Dataset entries:

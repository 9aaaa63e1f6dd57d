// src/coarse_fine.rs
//
// Coarse-fine ghost interpolation.

use std::fmt::Debug;
use std::sync::Arc;

use rayon::prelude::*;

use crate::amr::layout::{PatchLayout, ProblemDomain};
use crate::amr::level_data::LevelData;
use crate::stencil::{unit, SPACE_DIM};

/// Fills fine ghost cells that lie on a coarse-fine interface.
pub trait CoarseFineTransfer: Debug + Send + Sync {
    /// In homogeneous mode the coarse field is taken to be identically zero
    /// and `coarse` is ignored. Otherwise `coarse` must be supplied.
    fn fill_ghosts(&self, fine: &mut LevelData, coarse: Option<&LevelData>, homogeneous: bool);

    fn ratio(&self) -> usize;
}

/// One fine ghost cell on a coarse-fine interface.
#[derive(Debug, Clone, Copy)]
struct CfGhost {
    /// The ghost cell itself.
    cell: (i64, i64),
    /// Fine interior cell adjacent to the interface on the same line.
    interior: (i64, i64),
    /// Ghost layer, 1 at the interface.
    layer: usize,
    /// Coarse cell just across the interface.
    coarse: (i64, i64),
    /// Tangential direction and the ghost's offset inside the coarse cell,
    /// in coarse cell widths, in (-1/2, 1/2).
    tan_dir: usize,
    tan_offset: f64,
}

/// Linear coarse-fine interpolation.
///
/// Along the interface the coarse field is interpolated linearly with central
/// (one-sided at the edge of the coarse data) slopes. Normal to the interface
/// the ghost value lies on the line through the adjacent fine cell and the
/// interpolated coarse value, whose centre is `(r + 1) / 2` fine cells away:
///
///   phi_g(k) = phi_f + (phi_c - phi_f) * 2k / (r + 1)
///
/// Only face ghosts are filled; corners are never needed by the stencils.
///
/// The ghosts are second-order accurate (exact for linear fields, O(h^2) error
/// on curved ones) for either operator order, so the fourth-order operator is
/// only second order in the fine cells next to a coarse-fine interface.
#[derive(Debug, Clone)]
pub struct CoarseFineInterp {
    ratio: usize,
    ghost: usize,
    coarse_layout: Arc<PatchLayout>,
    coarse_domain: ProblemDomain,
    /// Per fine patch, its coarse-fine ghosts.
    plan: Vec<Vec<CfGhost>>,
}

impl CoarseFineInterp {
    /// Plan the interpolation for every patch of `fine`.
    ///
    /// A ghost cell is on the coarse-fine interface when it is inside the fine
    /// domain and not covered by any fine patch.
    pub fn define(
        fine: &PatchLayout,
        coarse_layout: Arc<PatchLayout>,
        fine_domain: &ProblemDomain,
        ratio: usize,
        ghost: usize,
    ) -> Self {
        assert!(ratio >= 2, "coarse-fine ratio must be >= 2, got {ratio}");
        let r = ratio as i64;
        let coarse_domain = fine_domain.coarsen(ratio);

        let plan: Vec<Vec<CfGhost>> = fine
            .boxes()
            .par_iter()
            .map(|valid| {
                let mut out = Vec::new();
                for dir in 0..SPACE_DIM {
                    let (ei, ej) = unit(dir);
                    let tan_dir = 1 - dir;
                    for high in [false, true] {
                        let s: i64 = if high { 1 } else { -1 };
                        let strip = valid.adjacent_strip(dir, high, 1);
                        for (gi, gj) in strip.cells() {
                            if !fine_domain.contains(gi, gj) || fine.covers(gi, gj) {
                                continue;
                            }
                            let interior = (gi - s * ei, gj - s * ej);
                            let coarse = (gi.div_euclid(r), gj.div_euclid(r));
                            let t_fine = if tan_dir == 0 { gi } else { gj };
                            let t_coarse = if tan_dir == 0 { coarse.0 } else { coarse.1 };
                            let tan_offset = ((t_fine - t_coarse * r) as f64 + 0.5) / ratio as f64 - 0.5;

                            for k in 1..=ghost as i64 {
                                let cell = (gi + s * (k - 1) * ei, gj + s * (k - 1) * ej);
                                if !fine_domain.contains(cell.0, cell.1) || fine.covers(cell.0, cell.1) {
                                    break;
                                }
                                out.push(CfGhost {
                                    cell,
                                    interior,
                                    layer: k as usize,
                                    coarse,
                                    tan_dir,
                                    tan_offset,
                                });
                            }
                        }
                    }
                }
                out
            })
            .collect();

        let n: usize = plan.iter().map(|p| p.len()).sum();
        log::debug!(
            "[cf_interp] defined: {} fine patches, {} coarse patches, ratio {}, {} ghost cells",
            fine.len(),
            coarse_layout.len(),
            ratio,
            n
        );

        Self {
            ratio,
            ghost,
            coarse_layout,
            coarse_domain,
            plan,
        }
    }

    pub fn coarse_layout(&self) -> &Arc<PatchLayout> {
        &self.coarse_layout
    }

    /// Number of interface ghost cells planned for patch `k`.
    pub fn n_ghost_cells(&self, k: usize) -> usize {
        self.plan.get(k).map_or(0, |p| p.len())
    }

    /// Coarse value at a fine ghost's tangential position.
    fn coarse_value(&self, coarse: &LevelData, g: &CfGhost, c: usize) -> Option<f64> {
        let (ci, cj) = g.coarse;
        let centre = coarse.value_at(ci, cj, c)?;

        let (ti, tj) = unit(g.tan_dir);
        let sample = |s: i64| {
            let (i, j) = (ci + s * ti, cj + s * tj);
            if self.coarse_domain.contains(i, j) {
                coarse.value_at(i, j, c)
            } else {
                None
            }
        };
        let slope = match (sample(-1), sample(1)) {
            (Some(lo), Some(hi)) => 0.5 * (hi - lo),
            (Some(lo), None) => centre - lo,
            (None, Some(hi)) => hi - centre,
            (None, None) => 0.0,
        };
        Some(centre + g.tan_offset * slope)
    }
}

impl CoarseFineTransfer for CoarseFineInterp {
    fn fill_ghosts(&self, fine: &mut LevelData, coarse: Option<&LevelData>, homogeneous: bool) {
        debug_assert_eq!(fine.layout().len(), self.plan.len(), "layout does not match the interpolation plan");
        let g_avail = fine.ghost().min(self.ghost);
        let coarse = if homogeneous { None } else { coarse };
        assert!(
            homogeneous || coarse.is_some(),
            "non-homogeneous coarse-fine fill needs a coarse field"
        );
        let w = 2.0 / (self.ratio as f64 + 1.0);

        fine.patches_mut()
            .par_iter_mut()
            .zip(self.plan.par_iter())
            .for_each(|(p, ghosts)| {
                for g in ghosts.iter().filter(|g| g.layer <= g_avail) {
                    for c in 0..p.ncomp {
                        let phi_f = p.get(g.interior.0, g.interior.1, c);
                        let phi_c = match coarse {
                            None => 0.0,
                            Some(cd) => {
                                let v = self.coarse_value(cd, g, c);
                                debug_assert!(v.is_some(), "coarse cell {:?} not covered by the coarse level", g.coarse);
                                v.unwrap_or(phi_f)
                            }
                        };
                        let v = phi_f + (phi_c - phi_f) * w * g.layer as f64;
                        p.set(g.cell.0, g.cell.1, c, v);
                    }
                }
            });
    }

    fn ratio(&self) -> usize {
        self.ratio
    }
}

#[cfg(test)]
mod tests {
    use super::*;
    use crate::amr::rect::Rect2i;

    fn two_level(ghost: usize) -> (LevelData, LevelData, CoarseFineInterp) {
        let coarse_domain = ProblemDomain::from_size(8, 8);
        let fine_domain = coarse_domain.refine(2);
        let coarse_layout = Arc::new(PatchLayout::tiled(coarse_domain.rect, 4));
        let fine_layout = Arc::new(PatchLayout::new(vec![
            Rect2i::new(4, 4, 4, 8),
            Rect2i::new(8, 4, 4, 8),
        ]));
        let interp = CoarseFineInterp::define(&fine_layout, coarse_layout.clone(), &fine_domain, 2, ghost);
        (
            LevelData::new(fine_layout, 1, ghost),
            LevelData::new(coarse_layout, 1, ghost),
            interp,
        )
    }

    #[test]
    fn plan_skips_ghosts_owned_by_siblings() {
        let (_, _, interp) = two_level(1);
        // Each patch is 4x8: 8 + 4 + 4 ghosts on the three coarse-fine sides;
        // the shared side is covered by the sibling.
        assert_eq!(interp.n_ghost_cells(0), 16);
        assert_eq!(interp.n_ghost_cells(1), 16);
    }

    #[test]
    fn linear_fields_are_reproduced() {
        let h_c = 1.0;
        let h_f = 0.5;
        let lin = |x: f64, y: f64| 2.0 * x - 3.0 * y + 1.0;
        for ghost in [1, 2] {
            let (mut fine, mut coarse, interp) = two_level(ghost);
            fine.fill_valid_with(|i, j, _| lin((i as f64 + 0.5) * h_f, (j as f64 + 0.5) * h_f));
            coarse.fill_valid_with(|i, j, _| lin((i as f64 + 0.5) * h_c, (j as f64 + 0.5) * h_c));
            interp.fill_ghosts(&mut fine, Some(&coarse), false);

            let p = fine.patch(0);
            for k in 1..=ghost as i64 {
                for j in 4..12 {
                    let i = 4 - k;
                    let exact = lin((i as f64 + 0.5) * h_f, (j as f64 + 0.5) * h_f);
                    assert!((p.get(i, j, 0) - exact).abs() < 1e-12, "ghost ({i},{j})");
                }
                let j = 12 + k - 1;
                let exact = lin(5.5 * h_f, (j as f64 + 0.5) * h_f);
                assert!((p.get(5, j, 0) - exact).abs() < 1e-12);
            }
        }
    }

    #[test]
    fn interface_ghosts_are_second_order_accurate() {
        // phi = x^2 across the low x interface of patch 0. The ghost at fine
        // column 3 lies between the coarse centre (column 1, 3 fine widths) and
        // the fine centre (4.5 fine widths): error 0.5 h_f^2 at any resolution.
        let quad = |x: f64| x * x;
        let mut errors = Vec::new();
        for h_c in [1.0, 0.5] {
            let h_f = 0.5 * h_c;
            let (mut fine, mut coarse, interp) = two_level(1);
            fine.fill_valid_with(|i, _, _| quad((i as f64 + 0.5) * h_f));
            coarse.fill_valid_with(|i, _, _| quad((i as f64 + 0.5) * h_c));
            interp.fill_ghosts(&mut fine, Some(&coarse), false);

            let err = fine.patch(0).get(3, 6, 0) - quad(3.5 * h_f);
            assert!((err - 0.5 * h_f * h_f).abs() < 1e-12, "h_f = {h_f}: error {err}");
            errors.push(err);
        }
        assert!((errors[0] / errors[1] - 4.0).abs() < 1e-9);
    }

    #[test]
    fn homogeneous_fill_treats_coarse_as_zero() {
        let (mut fine, _, interp) = two_level(1);
        fine.set_val(3.0);
        interp.fill_ghosts(&mut fine, None, true);
        // phi_f + (0 - phi_f) * 2/3
        assert!((fine.patch(0).get(3, 6, 0) - 1.0).abs() < 1e-12);
        // Shared face untouched by the interpolation.
        assert_eq!(fine.patch(0).get(8, 6, 0), 3.0);
    }
}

Task to carry out >> Please return the lines above that run from the line containing "v.unwrap_or(phi_f)" to the line containing "use super::*;", inclusive, exactly and with no other lines.

Output below >>
                                v.unwrap_or(phi_f)
                            }
                        };
                        let v = phi_f + (phi_c - phi_f) * w * g.layer as f64;
                        p.set(g.cell.0, g.cell.1, c, v);
                    }
                }
            });
    }

    fn ratio(&self) -> usize {
        self.ratio
    }
}

#[cfg(test)]
mod tests {
    use super::*;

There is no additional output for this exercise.